For that last one (“Thousands of years from now, they’ll know this was a society of good taste.”), my dad told me that my passion for all things King Tut helped to inspire that particular ad. Tut’s tour in the late ’70s captured the imagination of many, and the ancient Egyptian “boy king” placed firmly in the cultural zeitgeist of the time — even spawning a memorable hit single for Steve Martin.

These ads for Crown Royal, and so many similar ones (Seagram’s 7, Seagram’s Gin, Meyers’s Rum, Seagram’s Wine Coolers, Seagram’s V.O., The Glenlivet, etc.), were targeted to the adult consumer, so naturally they would land prime real estate within the pages of Esquire, Playboy, Penthouse, Oui, and other “classy” men’s magazines. I sure as heck didn’t find Seagram’s whiskey ads in Starlog and Famous Monsters of Filmland.

Having ads in these men’s magazines was a great excuse for my dad to stack them in massive piles in my parents’ bedroom on a shelf/rack under the big color television. In plain sight. I’ll be honest: It was a real thrill for me to sift through the pile of Playboys and seek out the advertising work that my dad was proud of. And I am proud of them to this day.

Oh, and the photos of naked ladies sure were an added bonus.

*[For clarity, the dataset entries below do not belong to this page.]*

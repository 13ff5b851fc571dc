//! Open command: enters a paper straddle at live Deribit quotes.

use anyhow::{bail, Result};
use clap::Args;
use rust_decimal::Decimal;

use gex_desk_core::instruments::currency_of;
use gex_desk_core::{option_instrument_name, OptionRight, PositionTerms, PricingMode};

use crate::context::DeskContext;

/// Arguments for the open command.
#[derive(Args, Debug, Clone)]
pub struct OpenPositionArgs {
    /// Underlying currency (e.g., "BTC", "ETH")
    #[arg(long)]
    pub currency: String,

    /// Expiry label as listed on Deribit (e.g., "27DEC24")
    #[arg(long)]
    pub expiry: String,

    /// Strike of both legs
    #[arg(long)]
    pub strike: Decimal,

    /// Call instrument (looked up on Deribit if omitted)
    #[arg(long)]
    pub call: Option<String>,

    /// Put instrument (looked up on Deribit if omitted)
    #[arg(long)]
    pub put: Option<String>,

    /// Contracts per leg
    #[arg(long, default_value = "1")]
    pub qty: Decimal,

    /// Informational target move in percent
    #[arg(long, default_value = "0")]
    pub target_pct: Decimal,

    /// Pricing mode: mark or mid (defaults to the account setting)
    #[arg(long)]
    pub pricing: Option<PricingMode>,

    /// Free-form note stored with the position
    #[arg(long)]
    pub note: Option<String>,
}

/// Resolves leg names: explicit arguments first, then the venue listing.
///
/// If the listing cannot be fetched, falls back to the conventional names.
async fn resolve_legs(
    ctx: &DeskContext,
    args: &OpenPositionArgs,
) -> Result<(Option<String>, Option<String>)> {
    let currency = args.currency.to_uppercase();

    for leg in [&args.call, &args.put].into_iter().flatten() {
        if currency_of(leg).map(str::to_uppercase).as_deref() != Some(currency.as_str()) {
            bail!("instrument {leg} does not belong to {currency}");
        }
    }

    if args.call.is_some() && args.put.is_some() {
        return Ok((args.call.clone(), args.put.clone()));
    }

    let (listed_call, listed_put) = match ctx
        .client
        .find_straddle_legs(&currency, &args.expiry, args.strike)
        .await
    {
        Ok(legs) => legs,
        Err(e) => {
            tracing::warn!(error = %e, "Instrument lookup failed, using conventional names");
            (
                Some(option_instrument_name(
                    &currency,
                    &args.expiry,
                    args.strike,
                    OptionRight::Call,
                )),
                Some(option_instrument_name(
                    &currency,
                    &args.expiry,
                    args.strike,
                    OptionRight::Put,
                )),
            )
        }
    };

    Ok((
        args.call.clone().or(listed_call),
        args.put.clone().or(listed_put),
    ))
}

/// Opens a straddle and prints it.
///
/// # Errors
/// Returns an error on invalid terms, duplicates or unavailable quotes.
pub async fn run_open_position(ctx: &DeskContext, args: OpenPositionArgs) -> Result<()> {
    let (call, put) = resolve_legs(ctx, &args).await?;

    let terms = PositionTerms {
        currency: args.currency.to_uppercase(),
        expiry: args.expiry.to_uppercase(),
        strike: args.strike,
        quantity: args.qty,
        target_pct: args.target_pct,
        pricing_mode: args.pricing.unwrap_or_else(|| ctx.desk.pricing_mode()),
        call_instrument: call,
        put_instrument: put,
        note: args.note.clone(),
    };

    let position = ctx.desk.open_position_live(terms).await?;

    println!("Opened {}", position.id);
    println!(
        "  {} {} {} x{} ({})",
        position.currency,
        position.expiry,
        position.strike.normalize(),
        position.quantity.normalize(),
        position.pricing_mode
    );
    println!("  call {}  {:.2}", position.legs.call, position.call_prem_usd);
    println!("  put  {}  {:.2}", position.legs.put, position.put_prem_usd);
    println!(
        "  total {:.2} at spot {}  breakeven {:.2} / {:.2}",
        position.total_cost_usd,
        position.entry_spot,
        position.breakeven_low(),
        position.breakeven_high()
    );

    let account = &ctx.config.account;
    if position.total_cost_usd > account.risk_per_trade_usd
        && account.risk_per_trade_usd > Decimal::ZERO
    {
        println!(
            "  cost exceeds risk per trade ({:.2})",
            account.risk_per_trade_usd
        );
    }
    Ok(())
}
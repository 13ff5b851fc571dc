use crate::error::Result;
use crate::quote::{LegQuote, SpotQuote};
use async_trait::async_trait;
use std::sync::Arc;

/// Read-only source of live option quotes and underlying spot.
///
/// A returned record with missing fields is valid; an `Err` means the record
/// itself could not be obtained and is reported as `QuoteUnavailable`.
#[async_trait]
pub trait QuoteSource: Send + Sync {
    async fn get_quote(&self, instrument: &str) -> Result<LegQuote>;

    async fn get_spot(&self, perpetual: &str) -> Result<SpotQuote>;
}

#[async_trait]
impl<T: QuoteSource + ?Sized> QuoteSource for Arc<T> {
    async fn get_quote(&self, instrument: &str) -> Result<LegQuote> {
        (**self).get_quote(instrument).await
    }

    async fn get_spot(&self, perpetual: &str) -> Result<SpotQuote> {
        (**self).get_spot(perpetual).await
    }
}
//! JSON file persistence for the ledger.
//!
//! Snapshots are written to a temp file next to the target and renamed over
//! it, so a crash mid-write leaves the previous ledger intact. Writers from
//! different processes serialize on an advisory lock file next to the ledger.

use std::fs::{self, File, OpenOptions};
use std::path::{Path, PathBuf};

use fs2::FileExt;

use chrono::{DateTime, Utc};
use rust_decimal::Decimal;
use serde::{Deserialize, Serialize};
use tracing::debug;

use gex_desk_core::{DeskError, ExitPolicyConfig, Position, PricingMode, Result};

/// Current on-disk layout version.
pub const STORE_VERSION: u32 = 1;

/// Everything the desk restores on start.
#[derive(Debug, Clone, PartialEq, Eq, Serialize, Deserialize)]
pub struct StoredLedger {
    pub version: u32,
    /// Bumped by every committed mutation; lets a desk notice writes made by
    /// another process.
    #[serde(default)]
    pub revision: u64,
    pub saved_at: DateTime<Utc>,
    pub starting_cash: Decimal,
    pub pricing_mode: PricingMode,
    pub exit_policy: ExitPolicyConfig,
    pub positions: Vec<Position>,
}

/// Exclusive hold on the ledger's lock file, released on drop.
#[derive(Debug)]
pub struct StoreLock {
    file: File,
}

impl Drop for StoreLock {
    fn drop(&mut self) {
        let _ = FileExt::unlock(&self.file);
    }
}

/// Ledger persisted as one pretty-printed JSON document.
#[derive(Debug, Clone)]
pub struct JsonLedgerStore {
    path: PathBuf,
}

impl JsonLedgerStore {
    pub fn new(path: impl Into<PathBuf>) -> Self {
        Self { path: path.into() }
    }

    #[must_use]
    pub fn path(&self) -> &Path {
        &self.path
    }

    #[must_use]
    pub fn lock_path(&self) -> PathBuf {
        self.path.with_extension("json.lock")
    }

    /// Blocks until this process holds the writer lock for the ledger.
    ///
    /// Hold it across load, mutate and save so a concurrent writer cannot
    /// overwrite changes it has not seen.
    ///
    /// # Errors
    /// `Persistence` if the lock file cannot be created or locked.
    pub fn lock(&self) -> Result<StoreLock> {
        let lock_path = self.lock_path();
        let persistence = |what: &str, e: &dyn std::fmt::Display| {
            DeskError::Persistence(format!("failed to {what} {}: {e}", lock_path.display()))
        };

        if let Some(parent) = lock_path.parent().filter(|p| !p.as_os_str().is_empty()) {
            fs::create_dir_all(parent).map_err(|e| persistence("create directory for", &e))?;
        }

        let file = OpenOptions::new()
            .create(true)
            .truncate(false)
            .write(true)
            .open(&lock_path)
            .map_err(|e| persistence("open", &e))?;
        file.lock_exclusive().map_err(|e| persistence("lock", &e))?;
        Ok(StoreLock { file })
    }

    /// Loads the stored ledger, or `None` if nothing has been saved yet.
    ///
    /// # Errors
    /// `Persistence` if the file exists but cannot be read or decoded, or was
    /// written by a newer layout version.
    pub fn load(&self) -> Result<Option<StoredLedger>> {
        let bytes = match fs::read(&self.path) {
            Ok(bytes) => bytes,
            Err(e) if e.kind() == std::io::ErrorKind::NotFound => return Ok(None),
            Err(e) => {
                return Err(DeskError::Persistence(format!(
                    "failed to read {}: {e}",
                    self.path.display()
                )))
            }
        };

        let stored: StoredLedger = serde_json::from_slice(&bytes).map_err(|e| {
            DeskError::Persistence(format!("failed to decode {}: {e}", self.path.display()))
        })?;

        if stored.version > STORE_VERSION {
            return Err(DeskError::Persistence(format!(
                "unsupported ledger version {} (max {STORE_VERSION})",
                stored.version
            )));
        }

        debug!(
            path = %self.path.display(),
            positions = stored.positions.len(),
            "Loaded ledger"
        );
        Ok(Some(stored))
    }

    /// Writes the ledger atomically.
    ///
    /// # Errors
    /// `Persistence` on any I/O or encoding failure.
    pub fn save(&self, ledger: &StoredLedger) -> Result<()> {
        let persistence = |what: &str, e: &dyn std::fmt::Display| {
            DeskError::Persistence(format!("failed to {what} {}: {e}", self.path.display()))
        };

        if let Some(parent) = self.path.parent().filter(|p| !p.as_os_str().is_empty()) {
            fs::create_dir_all(parent).map_err(|e| persistence("create directory for", &e))?;
        }

        let json = serde_json::to_vec_pretty(ledger).map_err(|e| persistence("encode", &e))?;

        let tmp = self.path.with_extension("json.tmp");
        fs::write(&tmp, json).map_err(|e| persistence("write", &e))?;
        fs::rename(&tmp, &self.path).map_err(|e| persistence("replace", &e))?;

        debug!(
            path = %self.path.display(),
            positions = ledger.positions.len(),
            "Saved ledger"
        );
        Ok(())
    }
}
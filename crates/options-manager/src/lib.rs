//! Paper straddle management.
//!
//! Runs as a long-lived service that:
//! - Keeps the paper ledger of simulated straddles
//! - Revalues open positions against live quotes on a fixed cadence
//! - Closes positions on take-profit / stop-loss, only from fresh valuations
//! - Persists the ledger to a JSON file after every mutation, under a lock
//!   file shared with other processes using the same ledger
//!
//! The desk is generic over `QuoteSource`, so everything here runs against a
//! scripted fake in tests.

pub mod book;
pub mod desk;
pub mod exit_policy;
pub mod ledger;
pub mod poller;
pub mod service;
pub mod session;
pub mod store;

pub use book::{ValuationBook, ValuationStatus};
pub use desk::{AutoClose, PaperDesk, PositionView};
pub use exit_policy::{ExitTrigger, ExitVerdict};
pub use ledger::Ledger;
pub use poller::{MtmPoller, PollReport};
pub use service::TickReport;
pub use session::DeskSession;
pub use store::{JsonLedgerStore, StoreLock, StoredLedger};
//! Exit-policy command.

use anyhow::Result;
use clap::Args;
use rust_decimal::Decimal;

use crate::context::DeskContext;

fn parse_switch(s: &str) -> Result<bool, String> {
    match s.to_ascii_lowercase().as_str() {
        "on" | "true" | "yes" | "1" => Ok(true),
        "off" | "false" | "no" | "0" => Ok(false),
        other => Err(format!("expected on or off, got {other}")),
    }
}

/// Arguments for the exit-policy command. Omitted values keep their
/// current setting.
#[derive(Args, Debug, Clone)]
pub struct ExitPolicyArgs {
    /// Take-profit in USD (0 disables)
    #[arg(long)]
    pub tp: Option<Decimal>,

    /// Stop-loss magnitude in USD (0 disables)
    #[arg(long, allow_negative_numbers = true)]
    pub sl: Option<Decimal>,

    /// Automatic exits: on or off
    #[arg(long, value_parser = parse_switch)]
    pub auto: Option<bool>,
}

/// Updates and prints the exit policy.
///
/// # Errors
/// Returns an error if the ledger store cannot be locked or read.
pub fn run_exit_policy(ctx: &DeskContext, args: ExitPolicyArgs) -> Result<()> {
    let current = ctx.desk.exit_policy();
    let policy = ctx.desk.configure_exit_policy(
        args.tp.unwrap_or(current.take_profit_usd),
        args.sl.unwrap_or(current.stop_loss_usd),
        args.auto.unwrap_or(current.auto_enabled),
    )?;

    println!(
        "Exit policy: TP {}  SL {}  auto {}  max staleness {}s",
        policy.take_profit_usd,
        policy.stop_loss_usd,
        if policy.auto_enabled { "on" } else { "off" },
        policy.max_staleness_secs
    );
    Ok(())
}
//! Premium pricing for option legs.
//!
//! Venue option prices are quoted in underlying units; settlement values are
//! obtained by multiplying with the current spot. A premium of zero is a valid
//! result (no two-sided market and no mark) and is distinct from a missing
//! quote, which callers surface as `QuoteUnavailable`.

use rust_decimal::Decimal;

use crate::quote::{LegQuote, PricingMode};

/// Keeps only strictly positive prices.
fn positive(price: Option<Decimal>) -> Option<Decimal> {
    price.filter(|p| *p > Decimal::ZERO)
}

/// Bid/ask midpoint.
///
/// Both sides must be positive for a true midpoint; otherwise whichever side
/// is present is used, else zero.
#[must_use]
pub fn mid(bid: Option<Decimal>, ask: Option<Decimal>) -> Decimal {
    match (positive(bid), positive(ask)) {
        (Some(b), Some(a)) => (b + a) / Decimal::TWO,
        (Some(b), None) => b,
        (None, Some(a)) => a,
        (None, None) => Decimal::ZERO,
    }
}

/// Premium of one leg in underlying units.
#[must_use]
pub fn price(quote: &LegQuote, mode: PricingMode) -> Decimal {
    let mark = positive(quote.mark).unwrap_or(Decimal::ZERO);
    let mid = mid(quote.bid, quote.ask);

    match mode {
        PricingMode::Mark if !mark.is_zero() => mark,
        PricingMode::Mark => mid,
        PricingMode::Mid if !mid.is_zero() => mid,
        PricingMode::Mid => mark,
    }
}

/// Premium of one leg converted to settlement currency.
#[must_use]
pub fn premium_usd(quote: &LegQuote, mode: PricingMode, spot: Decimal) -> Decimal {
    price(quote, mode) * spot
}

/// Settlement value of `quantity` contracts of one leg.
#[must_use]
pub fn leg_value_usd(
    quote: &LegQuote,
    mode: PricingMode,
    spot: Decimal,
    quantity: Decimal,
) -> Decimal {
    premium_usd(quote, mode, spot) * quantity
}

/// Straddle payoff at expiry-style settlement, per contract.
#[must_use]
pub fn straddle_intrinsic(spot: Decimal, strike: Decimal) -> Decimal {
    (spot - strike).max(Decimal::ZERO) + (strike - spot).max(Decimal::ZERO)
}
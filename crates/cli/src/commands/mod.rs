//! CLI commands for the paper straddle desk.

pub mod close_position;
pub mod exit_policy;
pub mod open_position;
pub mod reset;
pub mod run_desk;
pub mod status;

pub use close_position::{run_close_position, ClosePositionArgs};
pub use exit_policy::{run_exit_policy, ExitPolicyArgs};
pub use open_position::{run_open_position, OpenPositionArgs};
pub use reset::{run_reset, ResetArgs};
pub use run_desk::{run_desk, RunDeskArgs};
pub use status::{run_status, StatusArgs};
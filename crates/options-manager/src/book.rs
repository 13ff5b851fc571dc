//! Latest valuation snapshot per position, plus the last fetch failure.

use std::collections::HashMap;

use chrono::{DateTime, Duration, Utc};
use serde::{Deserialize, Serialize};

use gex_desk_core::{DeskError, PositionId, ValuationSnapshot};

/// Freshness of a position's valuation as seen by readers.
#[derive(Debug, Clone, PartialEq, Eq, Serialize, Deserialize)]
#[serde(tag = "state", rename_all = "snake_case")]
pub enum ValuationStatus {
    /// Snapshot within the staleness window.
    Fresh { age_ms: i64 },
    /// Snapshot exists but is older than the staleness window.
    Stale {
        age_ms: i64,
        last_error: Option<String>,
    },
    /// No snapshot has been published yet.
    Unknown { last_error: Option<String> },
}

impl ValuationStatus {
    #[must_use]
    pub fn is_fresh(&self) -> bool {
        matches!(self, Self::Fresh { .. })
    }

    #[must_use]
    pub fn as_str(&self) -> &'static str {
        match self {
            Self::Fresh { .. } => "fresh",
            Self::Stale { .. } => "stale",
            Self::Unknown { .. } => "unknown",
        }
    }
}

/// Ephemeral store of valuation snapshots keyed by position id.
///
/// A failed tick never replaces the previous snapshot; it only records the
/// error, so the old snapshot ages into staleness.
#[derive(Debug, Clone, Default)]
pub struct ValuationBook {
    snapshots: HashMap<PositionId, ValuationSnapshot>,
    errors: HashMap<PositionId, String>,
}

impl ValuationBook {
    #[must_use]
    pub fn new() -> Self {
        Self::default()
    }

    /// Replaces the snapshot for its position and clears any recorded error.
    pub fn publish(&mut self, snapshot: ValuationSnapshot) {
        self.errors.remove(&snapshot.position_id);
        self.snapshots.insert(snapshot.position_id, snapshot);
    }

    pub fn record_failure(&mut self, id: PositionId, error: &DeskError) {
        self.errors.insert(id, error.to_string());
    }

    #[must_use]
    pub fn get(&self, id: &PositionId) -> Option<&ValuationSnapshot> {
        self.snapshots.get(id)
    }

    #[must_use]
    pub fn last_error(&self, id: &PositionId) -> Option<&str> {
        self.errors.get(id).map(String::as_str)
    }

    #[must_use]
    pub fn status(
        &self,
        id: &PositionId,
        now: DateTime<Utc>,
        max_staleness: Duration,
    ) -> ValuationStatus {
        let last_error = self.errors.get(id).cloned();
        match self.snapshots.get(id) {
            Some(snapshot) => {
                let age_ms = snapshot.age(now).num_milliseconds();
                if snapshot.is_fresh(now, max_staleness) {
                    ValuationStatus::Fresh { age_ms }
                } else {
                    ValuationStatus::Stale { age_ms, last_error }
                }
            }
            None => ValuationStatus::Unknown { last_error },
        }
    }

    /// Forgets everything about a position (used once it closes).
    pub fn remove(&mut self, id: &PositionId) {
        self.snapshots.remove(id);
        self.errors.remove(id);
    }

    /// Keeps only the positions for which `keep` returns true.
    pub fn retain(&mut self, mut keep: impl FnMut(&PositionId) -> bool) {
        self.snapshots.retain(|id, _| keep(id));
        self.errors.retain(|id, _| keep(id));
    }

    pub fn clear(&mut self) {
        self.snapshots.clear();
        self.errors.clear();
    }

    #[must_use]
    pub fn len(&self) -> usize {
        self.snapshots.len()
    }

    #[must_use]
    pub fn is_empty(&self) -> bool {
        self.snapshots.is_empty()
    }
}
//! Core types for the gex-desk paper straddle simulator.
//!
//! Everything here is free of I/O and scheduling:
//! - leg pricing (`MARK` / `MID`) and settlement conversion
//! - the straddle position lifecycle (open → closed)
//! - valuation snapshots and equity reporting
//! - the `QuoteSource` seam implemented by venue clients and test fakes
//! - layered configuration

pub mod config;
pub mod config_loader;
pub mod config_watcher;
pub mod equity;
pub mod error;
pub mod instruments;
pub mod position;
pub mod pricing;
pub mod quote;
pub mod traits;
pub mod valuation;

pub use config::{
    AccountConfig, DeribitConfig, DeskConfig, ExitPolicyConfig, LedgerConfig, PollerConfig,
};
pub use config_loader::ConfigLoader;
pub use config_watcher::ConfigWatcher;
pub use equity::EquityReport;
pub use error::{DeskError, Result};
pub use instruments::{option_instrument_name, perpetual_instrument_name, OptionRight};
pub use position::{
    CloseBasis, CloseMethod, CloseRecord, EntryQuotes, Position, PositionId, PositionStatus,
    PositionTerms, StraddleLegs,
};
pub use quote::{LegQuote, PricingMode, SpotQuote};
pub use traits::QuoteSource;
pub use valuation::ValuationSnapshot;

My dad was among the latter-day “Mad Men” in New York City in marketing and advertising (see his work with Vincent Price for Monster Vitamins) as he climbed the corporate ladder to the executive VP ranks. He also built a great friendship with Christie Hefner, Hef’s daughter who ran the business side of the Playboy empire. Even after my dad moved on to work as executive vice president of marketing for Kraft in Chicago, which did not advertise in the pages of Playboy, he still was close with Christie (platonically) and would happily advise her big decisions over lunch. 

I never did get the hook-up to the Playboy mansion, though. Drat.

As is the way with big business, both Playboy Enterprises and The Seagram Company ultimately grew too big, and then each iconic brand collapsed under their own weight and they became shadows of their respective former glories.

The more I think of it, it is a bit ironic that Hugh Hefner would die exactly one month after my dad. Life is strange.